The records that follow are to be repeated without alteration.

# SOURCE DATA
>>>
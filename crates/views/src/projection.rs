//! Live filtered view over the full catalog.

use inkdex_catalog::models::{ReadingStatus, Record};

/// A filtered, searchable view of the catalog.
///
/// Holds a snapshot of the full record list (in store order) plus the
/// current filter state, and recomputes the visible subset whenever either
/// changes. Recomputation is synchronous and explicit: change a filter or
/// [`reload`](Self::reload) the snapshot after mutating the store, and the
/// view is immediately consistent. Relative order of visible records always
/// matches the source order; nothing is re-sorted.
#[derive(Debug, Default)]
pub struct Projection {
    search_text: String,
    status_filter: Option<ReadingStatus>,
    source: Vec<Record>,
    visible: Vec<Record>,
}

impl Projection {
    pub fn new() -> Self {
        Self::default()
    }

    /// Replace the underlying snapshot (after any add/update/delete/scan)
    /// and recompute.
    pub fn reload(&mut self, records: Vec<Record>) {
        self.source = records;
        self.recompute();
    }

    /// Set the free-text query and recompute. Matches title, author and
    /// genre case-insensitively; empty text matches everything.
    pub fn set_search(&mut self, text: impl Into<String>) {
        self.search_text = text.into();
        self.recompute();
    }

    /// Set or clear the status filter and recompute.
    pub fn set_status(&mut self, filter: Option<ReadingStatus>) {
        self.status_filter = filter;
        self.recompute();
    }

    /// Reset both filters to their defaults and recompute.
    pub fn clear_filters(&mut self) {
        self.search_text.clear();
        self.status_filter = None;
        self.recompute();
    }

    /// The records matching the current filters, in source order.
    pub fn visible(&self) -> &[Record] {
        &self.visible
    }

    pub fn search_text(&self) -> &str {
        &self.search_text
    }

    pub fn status_filter(&self) -> Option<ReadingStatus> {
        self.status_filter
    }

    fn recompute(&mut self) {
        let query = self.search_text.trim().to_lowercase();
        let visible: Vec<Record> =
            self.source.iter().filter(|record| Self::matches(record, self.status_filter, &query)).cloned().collect();
        tracing::debug!(visible = visible.len(), source = self.source.len(), "projection recomputed");
        self.visible = visible;
    }

    fn matches(record: &Record, status_filter: Option<ReadingStatus>, query: &str) -> bool {
        if let Some(status) = status_filter
            && record.status != status
        {
            return false;
        }
        if query.is_empty() {
            return true;
        }
        record.title.to_lowercase().contains(query)
            || record.author.to_lowercase().contains(query)
            || record.genre.to_lowercase().contains(query)
    }
}

#[cfg(test)]
mod tests {
    use super::*;
    use std::path::PathBuf;
    use time::UtcDateTime;

    fn record(title: &str, status: ReadingStatus) -> Record {
        Record {
            id: 0,
            title: title.to_string(),
            author: "Unknown".to_string(),
            path: PathBuf::from(format!("/library/{title}.cbz")),
            cover_path: None,
            status,
            rating: 0.0,
            review: String::new(),
            current_chapter: 0,
            total_chapters: 0,
            date_added: UtcDateTime::now(),
            last_read: None,
            genre: "Unknown".to_string(),
            file_format: "CBZ".to_string(),
            file_size: 0,
        }
    }

    fn titles(projection: &Projection) -> Vec<&str> {
        projection.visible().iter().map(|r| r.title.as_str()).collect()
    }

    #[test]
    fn test_empty_filters_show_everything_in_source_order() {
        let mut projection = Projection::new();
        projection.reload(vec![
            record("Gamma", ReadingStatus::PlanToRead),
            record("Alpha", ReadingStatus::Reading),
        ]);
        assert_eq!(titles(&projection), ["Gamma", "Alpha"]);
    }

    #[test]
    fn test_search_is_case_insensitive() {
        let mut projection = Projection::new();
        projection.reload(vec![
            record("Alpha", ReadingStatus::PlanToRead),
            record("Beta", ReadingStatus::PlanToRead),
            record("Gamma", ReadingStatus::PlanToRead),
        ]);
        // Every one of these titles contains an "a" somewhere.
        projection.set_search("a");
        assert_eq!(titles(&projection), ["Alpha", "Beta", "Gamma"]);
        projection.set_search("GAMM");
        assert_eq!(titles(&projection), ["Gamma"]);
    }

    #[test]
    fn test_status_filter_combines_with_search() {
        let mut projection = Projection::new();
        projection.reload(vec![
            record("Alpha", ReadingStatus::PlanToRead),
            record("Beta", ReadingStatus::PlanToRead),
            record("Gamma", ReadingStatus::PlanToRead),
        ]);
        projection.set_search("a");
        projection.set_status(Some(ReadingStatus::Completed));
        assert!(projection.visible().is_empty());
    }

    #[test]
    fn test_search_matches_author_and_genre() {
        let mut projection = Projection::new();
        let mut by_author = record("Monster", ReadingStatus::Completed);
        by_author.author = "Urasawa".to_string();
        let mut by_genre = record("Yotsuba", ReadingStatus::Reading);
        by_genre.genre = "Slice of Life".to_string();
        projection.reload(vec![by_author, by_genre]);
        projection.set_search("urasawa");
        assert_eq!(titles(&projection), ["Monster"]);
        projection.set_search("slice");
        assert_eq!(titles(&projection), ["Yotsuba"]);
    }

    #[test]
    fn test_clear_filters_restores_everything() {
        let mut projection = Projection::new();
        projection.reload(vec![
            record("Alpha", ReadingStatus::PlanToRead),
            record("Beta", ReadingStatus::Reading),
        ]);
        projection.set_search("alpha");
        projection.set_status(Some(ReadingStatus::PlanToRead));
        assert_eq!(titles(&projection), ["Alpha"]);
        projection.clear_filters();
        assert_eq!(titles(&projection), ["Alpha", "Beta"]);
        assert!(projection.search_text().is_empty());
        assert!(projection.status_filter().is_none());
    }

    #[test]
    fn test_reload_keeps_filters_applied() {
        let mut projection = Projection::new();
        projection.set_status(Some(ReadingStatus::Reading));
        projection.reload(vec![
            record("Alpha", ReadingStatus::PlanToRead),
            record("Beta", ReadingStatus::Reading),
        ]);
        assert_eq!(titles(&projection), ["Beta"]);
    }
}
<<<
# OUTPUT OF THE TASK
filename crates/views/src/projection.rs
//! Live filtered view over the full catalog.

use inkdex_catalog::models::{ReadingStatus, Record};

/// A filtered, searchable view of the catalog.
///
/// Holds a snapshot of the full record list (in store order) plus the
/// current filter state, and recomputes the visible subset whenever either
/// changes. Recomputation is synchronous and explicit: change a filter or
/// [`reload`](Self::reload) the snapshot after mutating the store, and the
/// view is immediately consistent. Relative order of visible records always
/// matches the source order; nothing is re-sorted.
#[derive(Debug, Default)]
pub struct Projection {
    search_text: String,
    status_filter: Option<ReadingStatus>,
    source: Vec<Record>,
    visible: Vec<Record>,
}

impl Projection {
    pub fn new() -> Self {
        Self::default()
    }

    /// Replace the underlying snapshot (after any add/update/delete/scan)
    /// and recompute.
    pub fn reload(&mut self, records: Vec<Record>) {
        self.source = records;
        self.recompute();
    }

    /// Set the free-text query and recompute. Matches title, author and
    /// genre case-insensitively; empty text matches everything.
    pub fn set_search(&mut self, text: impl Into<String>) {
        self.search_text = text.into();
        self.recompute();
    }

    /// Set or clear the status filter and recompute.
    pub fn set_status(&mut self, filter: Option<ReadingStatus>) {
        self.status_filter = filter;
        self.recompute();
    }

    /// Reset both filters to their defaults and recompute.
    pub fn clear_filters(&mut self) {
        self.search_text.clear();
        self.status_filter = None;
        self.recompute();
    }

    /// The records matching the current filters, in source order.
    pub fn visible(&self) -> &[Record] {
        &self.visible
    }

    pub fn search_text(&self) -> &str {
        &self.search_text
    }

    pub fn status_filter(&self) -> Option<ReadingStatus> {
        self.status_filter
    }

    fn recompute(&mut self) {
        let query = self.search_text.trim().to_lowercase();
        let visible: Vec<Record> =
            self.source.iter().filter(|record| Self::matches(record, self.status_filter, &query)).cloned().collect();
        tracing::debug!(visible = visible.len(), source = self.source.len(), "projection recomputed");
        self.visible = visible;
    }

    fn matches(record: &Record, status_filter: Option<ReadingStatus>, query: &str) -> bool {
        if let Some(status) = status_filter
            && record.status != status
        {
            return false;
        }
        if query.is_empty() {
            return true;
        }
        record.title.to_lowercase().contains(query)
            || record.author.to_lowercase().contains(query)
            || record.genre.to_lowercase().contains(query)
    }
}

#[cfg(test)]
mod tests {
    use super::*;
    use std::path::PathBuf;
    use time::UtcDateTime;

    fn record(title: &str, status: ReadingStatus) -> Record {
        Record {
            id: 0,
            title: title.to_string(),
            author: "Unknown".to_string(),
            path: PathBuf::from(format!("/library/{title}.cbz")),
            cover_path: None,
            status,
            rating: 0.0,
            review: String::new(),
            current_chapter: 0,
            total_chapters: 0,
            date_added: UtcDateTime::now(),
            last_read: None,
            genre: "Unknown".to_string(),
            file_format: "CBZ".to_string(),
            file_size: 0,
        }
    }

    fn titles(projection: &Projection) -> Vec<&str> {
        projection.visible().iter().map(|r| r.title.as_str()).collect()
    }

    #[test]
    fn test_empty_filters_show_everything_in_source_order() {
        let mut projection = Projection::new();
        projection.reload(vec![
            record("Gamma", ReadingStatus::PlanToRead),
            record("Alpha", ReadingStatus::Reading),
        ]);
        assert_eq!(titles(&projection), ["Gamma", "Alpha"]);
    }

    #[test]
    fn test_search_is_case_insensitive() {
        let mut projection = Projection::new();
        projection.reload(vec![
            record("Alpha", ReadingStatus::PlanToRead),
            record("Beta", ReadingStatus::PlanToRead),
            record("Gamma", ReadingStatus::PlanToRead),
        ]);
        // Every one of these titles contains an "a" somewhere.
        projection.set_search("a");
        assert_eq!(titles(&projection), ["Alpha", "Beta", "Gamma"]);
        projection.set_search("GAMM");
        assert_eq!(titles(&projection), ["Gamma"]);
    }

    #[test]
    fn test_status_filter_combines_with_search() {
        let mut projection = Projection::new();
        projection.reload(vec![
            record("Alpha", ReadingStatus::PlanToRead),
            record("Beta", ReadingStatus::PlanToRead),
            record("Gamma", ReadingStatus::PlanToRead),
        ]);
        projection.set_search("a");
        projection.set_status(Some(ReadingStatus::Completed));
        assert!(projection.visible().is_empty());
    }

    #[test]
    fn test_search_matches_author_and_genre() {
        let mut projection = Projection::new();
        let mut by_author = record("Monster", ReadingStatus::Completed);
        by_author.author = "Urasawa".to_string();
        let mut by_genre = record("Yotsuba", ReadingStatus::Reading);
        by_genre.genre = "Slice of Life".to_string();
        projection.reload(vec![by_author, by_genre]);
        projection.set_search("urasawa");
        assert_eq!(titles(&projection), ["Monster"]);
        projection.set_search("slice");
        assert_eq!(titles(&projection), ["Yotsuba"]);
    }

    #[test]
    fn test_clear_filters_restores_everything() {
        let mut projection = Projection::new();
        projection.reload(vec![
            record("Alpha", ReadingStatus::PlanToRead),
            record("Beta", ReadingStatus::Reading),
        ]);
        projection.set_search("alpha");
        projection.set_status(Some(ReadingStatus::PlanToRead));
        assert_eq!(titles(&projection), ["Alpha"]);
        projection.clear_filters();
        assert_eq!(titles(&projection), ["Alpha", "Beta"]);
        assert!(projection.search_text().is_empty());
        assert!(projection.status_filter().is_none());
    }

    #[test]
    fn test_reload_keeps_filters_applied() {
        let mut projection = Projection::new();
        projection.set_status(Some(ReadingStatus::Reading));
        projection.reload(vec![
            record("Alpha", ReadingStatus::PlanToRead),
            record("Beta", ReadingStatus::Reading),
        ]);
        assert_eq!(titles(&projection), ["Beta"]);
    }
}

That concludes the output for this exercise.